Proposed Method was tested on different ultrasound images like kidney phantom, breast cyst and liver image and results are listed in Tables 23 and 4 respectively. From these results, it is observed that proposed method gives better denoising results. It is also observed that edges and finer direction information efficiently preserved, which ultimately achieves good speckle noise suppression with edge preserving characteristics.

Conclusion

In this paper, a Multi-Directional Perfect Reconstruction (PR) Filter Bank design based on 2-D eigenfilter approach has been proposed. The proposed design of 2-D two-channel linear phase FIR filter banks have been used to design 2-D fan shaped, diamond shaped and checkerboard shaped type filters. The designed filter banks satisfy the perfect reconstruction criteria. Few design examples of 2-D PR filters have been demonstrated to show the effectiveness of the method, and it is observed that the proposed 2-D filters provide better symmetry, good regularity and lower energy of the error which leads to the better frequency selectivity of the filters as compared to other design methods.

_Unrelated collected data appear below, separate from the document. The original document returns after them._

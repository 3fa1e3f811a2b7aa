//! Upload and extraction commands.
//!
//! Uploading copies documents into the documents directory, then re-extracts
//! the whole directory and overwrites the chunk artifact. Indexing is never
//! triggered here; run `ragchat build` explicitly.

use std::path::{Path, PathBuf};

use anyhow::{bail, Context, Result};

use crate::artifact::save_chunks;
use crate::chunk::extract_folder;
use crate::config::Config;
use crate::extract::{is_supported_document, PdfExtractor, TextExtractor};
use crate::models::Chunk;

/// Copy `files` into `docs_dir`, keeping their file names.
///
/// A file with the same name as an earlier upload replaces it. Every path is
/// checked before anything is copied, so a bad argument copies nothing.
pub fn store_uploads(files: &[PathBuf], docs_dir: &Path) -> Result<Vec<PathBuf>> {
    for file in files {
        if !is_supported_document(file) {
            bail!("Not a PDF document: {}", file.display());
        }
        if !file.is_file() {
            bail!("File not found: {}", file.display());
        }
    }

    std::fs::create_dir_all(docs_dir)
        .with_context(|| format!("Failed to create documents directory: {}", docs_dir.display()))?;

    let mut stored = Vec::with_capacity(files.len());
    for file in files {
        let name = file
            .file_name()
            .ok_or_else(|| anyhow::anyhow!("Invalid file path: {}", file.display()))?;
        let dest = docs_dir.join(name);
        if is_same_file(file, &dest)? {
            tracing::debug!(file = %dest.display(), "already in documents directory");
            stored.push(dest);
            continue;
        }
        std::fs::copy(file, &dest).with_context(|| {
            format!("Failed to copy {} to {}", file.display(), dest.display())
        })?;
        tracing::info!(file = %dest.display(), "stored upload");
        stored.push(dest);
    }
    Ok(stored)
}

// Copying a file onto itself truncates it before reading.
fn is_same_file(src: &Path, dest: &Path) -> Result<bool> {
    if !dest.exists() {
        return Ok(false);
    }
    let src = std::fs::canonicalize(src)
        .with_context(|| format!("Failed to resolve {}", src.display()))?;
    let dest = std::fs::canonicalize(dest)
        .with_context(|| format!("Failed to resolve {}", dest.display()))?;
    Ok(src == dest)
}

/// Extract every document in `docs_dir` and overwrite the chunk artifact.
pub fn extract_and_save(
    docs_dir: &Path,
    chunks_file: &Path,
    extractor: &dyn TextExtractor,
) -> Result<Vec<Chunk>> {
    let chunks = extract_folder(docs_dir, extractor)?;
    save_chunks(chunks_file, &chunks)?;
    Ok(chunks)
}

/// `ragchat upload <files>...`
pub fn run_upload(config: &Config, files: &[PathBuf]) -> Result<()> {
    if files.is_empty() {
        bail!("No files given to upload.");
    }

    let stored = store_uploads(files, &config.paths.docs_dir)?;
    println!("Uploaded {} file(s) to {}.", stored.len(), config.paths.docs_dir.display());

    let chunks = extract_and_save(&config.paths.docs_dir, &config.paths.chunks_file, &PdfExtractor)?;
    println!("Extracted {} chunks from uploaded PDFs.", chunks.len());
    println!("Run `ragchat build` to index them.");
    Ok(())
}

/// `ragchat extract`
pub fn run_extract(config: &Config) -> Result<()> {
    let chunks = extract_and_save(&config.paths.docs_dir, &config.paths.chunks_file, &PdfExtractor)?;
    println!(
        "Extracted {} chunks from {}.",
        chunks.len(),
        config.paths.docs_dir.display()
    );
    println!("Chunks written to {}.", config.paths.chunks_file.display());
    Ok(())
}

#[cfg(test)]
mod tests {
    use super::*;
    use crate::artifact::load_chunks;
    use crate::extract::ExtractError;

    struct OnePageExtractor;

    impl TextExtractor for OnePageExtractor {
        fn extract_pages(&self, path: &Path) -> Result<Vec<String>, ExtractError> {
            let body = std::fs::read_to_string(path).map_err(|e| ExtractError::Io(e.to_string()))?;
            Ok(vec![body])
        }
    }

    #[test]
    fn store_uploads_copies_and_replaces() {
        let tmp = tempfile::TempDir::new().unwrap();
        let src = tmp.path().join("incoming");
        std::fs::create_dir_all(&src).unwrap();
        let file = src.join("Report.PDF");
        std::fs::write(&file, "v1").unwrap();

        let docs = tmp.path().join("docs");
        let stored = store_uploads(&[file.clone()], &docs).unwrap();
        assert_eq!(stored, vec![docs.join("Report.PDF")]);

        std::fs::write(&file, "v2").unwrap();
        store_uploads(&[file], &docs).unwrap();
        assert_eq!(std::fs::read_to_string(docs.join("Report.PDF")).unwrap(), "v2");
    }

    #[test]
    fn store_uploads_rejects_before_copying() {
        let tmp = tempfile::TempDir::new().unwrap();
        let good = tmp.path().join("good.pdf");
        let bad = tmp.path().join("notes.txt");
        std::fs::write(&good, "x").unwrap();
        std::fs::write(&bad, "x").unwrap();

        let docs = tmp.path().join("docs");
        assert!(store_uploads(&[good.clone(), bad], &docs).is_err());
        assert!(!docs.join("good.pdf").exists());

        let missing = tmp.path().join("missing.pdf");
        assert!(store_uploads(&[good, missing], &docs).is_err());
    }

    #[test]
    fn store_uploads_keeps_file_already_in_docs_dir() {
        let tmp = tempfile::TempDir::new().unwrap();
        let docs = tmp.path().join("docs");
        std::fs::create_dir_all(&docs).unwrap();
        let existing = docs.join("a.pdf");
        std::fs::write(&existing, "original bytes").unwrap();

        let stored = store_uploads(&[existing.clone()], &docs).unwrap();
        assert_eq!(stored, vec![docs.join("a.pdf")]);
        assert_eq!(std::fs::read(&existing).unwrap(), b"original bytes");

        // Same file reached through a different path spelling.
        let roundabout = docs.join("..").join("docs").join("a.pdf");
        store_uploads(&[roundabout], &docs).unwrap();
        assert_eq!(std::fs::read(&existing).unwrap(), b"original bytes");
    }

    #[test]
    fn extract_and_save_writes_artifact() {
        let tmp = tempfile::TempDir::new().unwrap();
        let docs = tmp.path().join("docs");
        std::fs::create_dir_all(&docs).unwrap();
        std::fs::write(docs.join("cat.pdf"), "The cat sat. It slept! Is it happy?").unwrap();
        let artifact = tmp.path().join("parsed_chunks.json");

        let chunks = extract_and_save(&docs, &artifact, &OnePageExtractor).unwrap();
        assert_eq!(chunks.len(), 3);
        assert_eq!(load_chunks(&artifact).unwrap(), chunks);
    }
}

Moreover, the denoising algorithm used with proposed filters truly separates the clinical features and speckle noise in the ultrasound images. To quantify the performance of ultrasound image denoising, experiments have been carried on synthetic and real ultrasound images. It is observed that the performance of denoising is notably improved in terms of PSNR, SNR, MSE and SSIM evaluation metrics.